TASK ITEM:
Restate all of the entries verbatim.

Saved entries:
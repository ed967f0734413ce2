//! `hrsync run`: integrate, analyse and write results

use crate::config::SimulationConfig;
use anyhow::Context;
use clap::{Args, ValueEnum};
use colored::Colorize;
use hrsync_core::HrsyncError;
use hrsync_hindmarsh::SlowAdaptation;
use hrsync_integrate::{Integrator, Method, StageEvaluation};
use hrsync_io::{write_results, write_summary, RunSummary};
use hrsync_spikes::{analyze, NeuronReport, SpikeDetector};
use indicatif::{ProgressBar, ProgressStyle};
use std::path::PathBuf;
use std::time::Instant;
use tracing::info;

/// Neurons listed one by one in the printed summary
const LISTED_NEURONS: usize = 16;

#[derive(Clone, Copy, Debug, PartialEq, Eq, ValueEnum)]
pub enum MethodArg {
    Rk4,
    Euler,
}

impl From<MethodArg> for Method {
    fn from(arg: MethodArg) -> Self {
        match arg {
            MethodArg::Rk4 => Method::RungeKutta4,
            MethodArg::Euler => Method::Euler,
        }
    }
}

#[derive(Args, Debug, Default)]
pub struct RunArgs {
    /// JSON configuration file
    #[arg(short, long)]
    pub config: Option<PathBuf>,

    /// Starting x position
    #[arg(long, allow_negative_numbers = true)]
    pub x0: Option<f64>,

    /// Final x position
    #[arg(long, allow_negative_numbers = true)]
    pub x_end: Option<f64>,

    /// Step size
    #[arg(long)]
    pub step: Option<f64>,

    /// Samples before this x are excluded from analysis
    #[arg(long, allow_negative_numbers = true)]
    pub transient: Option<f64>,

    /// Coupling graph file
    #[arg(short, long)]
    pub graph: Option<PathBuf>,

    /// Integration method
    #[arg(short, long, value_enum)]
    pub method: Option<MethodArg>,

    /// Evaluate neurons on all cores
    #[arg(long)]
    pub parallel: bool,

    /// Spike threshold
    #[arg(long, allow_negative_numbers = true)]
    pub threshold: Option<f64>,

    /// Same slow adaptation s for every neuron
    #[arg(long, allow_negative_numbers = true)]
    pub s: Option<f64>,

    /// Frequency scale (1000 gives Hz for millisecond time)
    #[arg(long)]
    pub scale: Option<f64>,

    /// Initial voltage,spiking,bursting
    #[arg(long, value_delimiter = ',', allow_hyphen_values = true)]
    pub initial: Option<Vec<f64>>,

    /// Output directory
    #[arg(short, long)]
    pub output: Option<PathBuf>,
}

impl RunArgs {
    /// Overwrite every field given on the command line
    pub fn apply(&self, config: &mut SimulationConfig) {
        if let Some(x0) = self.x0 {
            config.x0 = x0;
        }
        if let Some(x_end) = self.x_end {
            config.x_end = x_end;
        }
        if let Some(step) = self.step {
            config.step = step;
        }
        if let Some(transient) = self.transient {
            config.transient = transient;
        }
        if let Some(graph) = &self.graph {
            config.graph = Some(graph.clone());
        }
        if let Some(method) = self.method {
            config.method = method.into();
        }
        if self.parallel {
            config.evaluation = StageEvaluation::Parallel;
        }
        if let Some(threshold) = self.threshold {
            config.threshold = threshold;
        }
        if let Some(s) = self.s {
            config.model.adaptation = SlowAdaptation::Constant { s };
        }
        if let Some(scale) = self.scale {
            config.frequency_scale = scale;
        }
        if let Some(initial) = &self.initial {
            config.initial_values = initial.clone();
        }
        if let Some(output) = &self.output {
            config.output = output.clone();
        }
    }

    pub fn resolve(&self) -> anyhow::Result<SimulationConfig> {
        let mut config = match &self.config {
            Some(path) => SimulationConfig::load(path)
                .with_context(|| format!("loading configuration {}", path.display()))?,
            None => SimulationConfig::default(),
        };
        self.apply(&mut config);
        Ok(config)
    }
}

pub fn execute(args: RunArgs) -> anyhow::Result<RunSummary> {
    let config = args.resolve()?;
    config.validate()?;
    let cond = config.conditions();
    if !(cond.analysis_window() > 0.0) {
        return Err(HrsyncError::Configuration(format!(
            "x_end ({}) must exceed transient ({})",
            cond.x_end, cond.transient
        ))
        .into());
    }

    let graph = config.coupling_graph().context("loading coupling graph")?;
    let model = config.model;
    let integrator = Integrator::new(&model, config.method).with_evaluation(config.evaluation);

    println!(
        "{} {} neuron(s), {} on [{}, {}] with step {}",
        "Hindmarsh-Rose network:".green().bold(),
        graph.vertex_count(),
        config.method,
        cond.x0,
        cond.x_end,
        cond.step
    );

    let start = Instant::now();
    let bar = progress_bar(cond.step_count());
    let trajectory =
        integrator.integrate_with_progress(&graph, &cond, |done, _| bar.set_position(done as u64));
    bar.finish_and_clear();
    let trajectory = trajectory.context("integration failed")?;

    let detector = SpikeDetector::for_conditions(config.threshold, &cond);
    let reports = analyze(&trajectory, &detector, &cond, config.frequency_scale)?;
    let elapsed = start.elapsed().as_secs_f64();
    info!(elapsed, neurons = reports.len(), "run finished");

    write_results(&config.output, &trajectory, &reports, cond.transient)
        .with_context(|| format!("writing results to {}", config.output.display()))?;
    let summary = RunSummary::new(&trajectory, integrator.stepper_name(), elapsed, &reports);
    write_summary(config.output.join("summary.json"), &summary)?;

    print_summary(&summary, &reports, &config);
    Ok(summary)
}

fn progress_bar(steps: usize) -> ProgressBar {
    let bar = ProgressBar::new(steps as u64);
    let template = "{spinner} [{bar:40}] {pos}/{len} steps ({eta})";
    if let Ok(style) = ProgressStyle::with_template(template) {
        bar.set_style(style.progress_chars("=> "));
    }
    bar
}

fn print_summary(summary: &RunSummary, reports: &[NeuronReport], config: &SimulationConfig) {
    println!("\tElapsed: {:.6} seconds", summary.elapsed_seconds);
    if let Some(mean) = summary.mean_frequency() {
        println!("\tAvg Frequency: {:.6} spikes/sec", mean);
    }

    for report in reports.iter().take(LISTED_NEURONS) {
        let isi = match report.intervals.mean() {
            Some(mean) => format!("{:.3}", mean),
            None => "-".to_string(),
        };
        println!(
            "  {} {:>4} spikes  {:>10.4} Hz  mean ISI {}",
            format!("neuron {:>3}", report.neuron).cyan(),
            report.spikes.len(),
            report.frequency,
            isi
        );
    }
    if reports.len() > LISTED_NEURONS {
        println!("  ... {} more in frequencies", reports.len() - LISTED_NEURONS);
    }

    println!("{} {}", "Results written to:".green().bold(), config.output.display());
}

COMPLETED EXERCISE:
repository ed967f0734413ce2
//! `hrsync run`: integrate, analyse and write results

use crate::config::SimulationConfig;
use anyhow::Context;
use clap::{Args, ValueEnum};
use colored::Colorize;
use hrsync_core::HrsyncError;
use hrsync_hindmarsh::SlowAdaptation;
use hrsync_integrate::{Integrator, Method, StageEvaluation};
use hrsync_io::{write_results, write_summary, RunSummary};
use hrsync_spikes::{analyze, NeuronReport, SpikeDetector};
use indicatif::{ProgressBar, ProgressStyle};
use std::path::PathBuf;
use std::time::Instant;
use tracing::info;

/// Neurons listed one by one in the printed summary
const LISTED_NEURONS: usize = 16;

#[derive(Clone, Copy, Debug, PartialEq, Eq, ValueEnum)]
pub enum MethodArg {
    Rk4,
    Euler,
}

impl From<MethodArg> for Method {
    fn from(arg: MethodArg) -> Self {
        match arg {
            MethodArg::Rk4 => Method::RungeKutta4,
            MethodArg::Euler => Method::Euler,
        }
    }
}

#[derive(Args, Debug, Default)]
pub struct RunArgs {
    /// JSON configuration file
    #[arg(short, long)]
    pub config: Option<PathBuf>,

    /// Starting x position
    #[arg(long, allow_negative_numbers = true)]
    pub x0: Option<f64>,

    /// Final x position
    #[arg(long, allow_negative_numbers = true)]
    pub x_end: Option<f64>,

    /// Step size
    #[arg(long)]
    pub step: Option<f64>,

    /// Samples before this x are excluded from analysis
    #[arg(long, allow_negative_numbers = true)]
    pub transient: Option<f64>,

    /// Coupling graph file
    #[arg(short, long)]
    pub graph: Option<PathBuf>,

    /// Integration method
    #[arg(short, long, value_enum)]
    pub method: Option<MethodArg>,

    /// Evaluate neurons on all cores
    #[arg(long)]
    pub parallel: bool,

    /// Spike threshold
    #[arg(long, allow_negative_numbers = true)]
    pub threshold: Option<f64>,

    /// Same slow adaptation s for every neuron
    #[arg(long, allow_negative_numbers = true)]
    pub s: Option<f64>,

    /// Frequency scale (1000 gives Hz for millisecond time)
    #[arg(long)]
    pub scale: Option<f64>,

    /// Initial voltage,spiking,bursting
    #[arg(long, value_delimiter = ',', allow_hyphen_values = true)]
    pub initial: Option<Vec<f64>>,

    /// Output directory
    #[arg(short, long)]
    pub output: Option<PathBuf>,
}

impl RunArgs {
    /// Overwrite every field given on the command line
    pub fn apply(&self, config: &mut SimulationConfig) {
        if let Some(x0) = self.x0 {
            config.x0 = x0;
        }
        if let Some(x_end) = self.x_end {
            config.x_end = x_end;
        }
        if let Some(step) = self.step {
            config.step = step;
        }
        if let Some(transient) = self.transient {
            config.transient = transient;
        }
        if let Some(graph) = &self.graph {
            config.graph = Some(graph.clone());
        }
        if let Some(method) = self.method {
            config.method = method.into();
        }
        if self.parallel {
            config.evaluation = StageEvaluation::Parallel;
        }
        if let Some(threshold) = self.threshold {
            config.threshold = threshold;
        }
        if let Some(s) = self.s {
            config.model.adaptation = SlowAdaptation::Constant { s };
        }
        if let Some(scale) = self.scale {
            config.frequency_scale = scale;
        }
        if let Some(initial) = &self.initial {
            config.initial_values = initial.clone();
        }
        if let Some(output) = &self.output {
            config.output = output.clone();
        }
    }

    pub fn resolve(&self) -> anyhow::Result<SimulationConfig> {
        let mut config = match &self.config {
            Some(path) => SimulationConfig::load(path)
                .with_context(|| format!("loading configuration {}", path.display()))?,
            None => SimulationConfig::default(),
        };
        self.apply(&mut config);
        Ok(config)
    }
}

pub fn execute(args: RunArgs) -> anyhow::Result<RunSummary> {
    let config = args.resolve()?;
    config.validate()?;
    let cond = config.conditions();
    if !(cond.analysis_window() > 0.0) {
        return Err(HrsyncError::Configuration(format!(
            "x_end ({}) must exceed transient ({})",
            cond.x_end, cond.transient
        ))
        .into());
    }

    let graph = config.coupling_graph().context("loading coupling graph")?;
    let model = config.model;
    let integrator = Integrator::new(&model, config.method).with_evaluation(config.evaluation);

    println!(
        "{} {} neuron(s), {} on [{}, {}] with step {}",
        "Hindmarsh-Rose network:".green().bold(),
        graph.vertex_count(),
        config.method,
        cond.x0,
        cond.x_end,
        cond.step
    );

    let start = Instant::now();
    let bar = progress_bar(cond.step_count());
    let trajectory =
        integrator.integrate_with_progress(&graph, &cond, |done, _| bar.set_position(done as u64));
    bar.finish_and_clear();
    let trajectory = trajectory.context("integration failed")?;

    let detector = SpikeDetector::for_conditions(config.threshold, &cond);
    let reports = analyze(&trajectory, &detector, &cond, config.frequency_scale)?;
    let elapsed = start.elapsed().as_secs_f64();
    info!(elapsed, neurons = reports.len(), "run finished");

    write_results(&config.output, &trajectory, &reports, cond.transient)
        .with_context(|| format!("writing results to {}", config.output.display()))?;
    let summary = RunSummary::new(&trajectory, integrator.stepper_name(), elapsed, &reports);
    write_summary(config.output.join("summary.json"), &summary)?;

    print_summary(&summary, &reports, &config);
    Ok(summary)
}

fn progress_bar(steps: usize) -> ProgressBar {
    let bar = ProgressBar::new(steps as u64);
    let template = "{spinner} [{bar:40}] {pos}/{len} steps ({eta})";
    if let Ok(style) = ProgressStyle::with_template(template) {
        bar.set_style(style.progress_chars("=> "));
    }
    bar
}

fn print_summary(summary: &RunSummary, reports: &[NeuronReport], config: &SimulationConfig) {
    println!("\tElapsed: {:.6} seconds", summary.elapsed_seconds);
    if let Some(mean) = summary.mean_frequency() {
        println!("\tAvg Frequency: {:.6} spikes/sec", mean);
    }

    for report in reports.iter().take(LISTED_NEURONS) {
        let isi = match report.intervals.mean() {
            Some(mean) => format!("{:.3}", mean),
            None => "-".to_string(),
        };
        println!(
            "  {} {:>4} spikes  {:>10.4} Hz  mean ISI {}",
            format!("neuron {:>3}", report.neuron).cyan(),
            report.spikes.len(),
            report.frequency,
            isi
        );
    }
    if reports.len() > LISTED_NEURONS {
        println!("  ... {} more in frequencies", reports.len() - LISTED_NEURONS);
    }

    println!("{} {}", "Results written to:".green().bold(), config.output.display());
}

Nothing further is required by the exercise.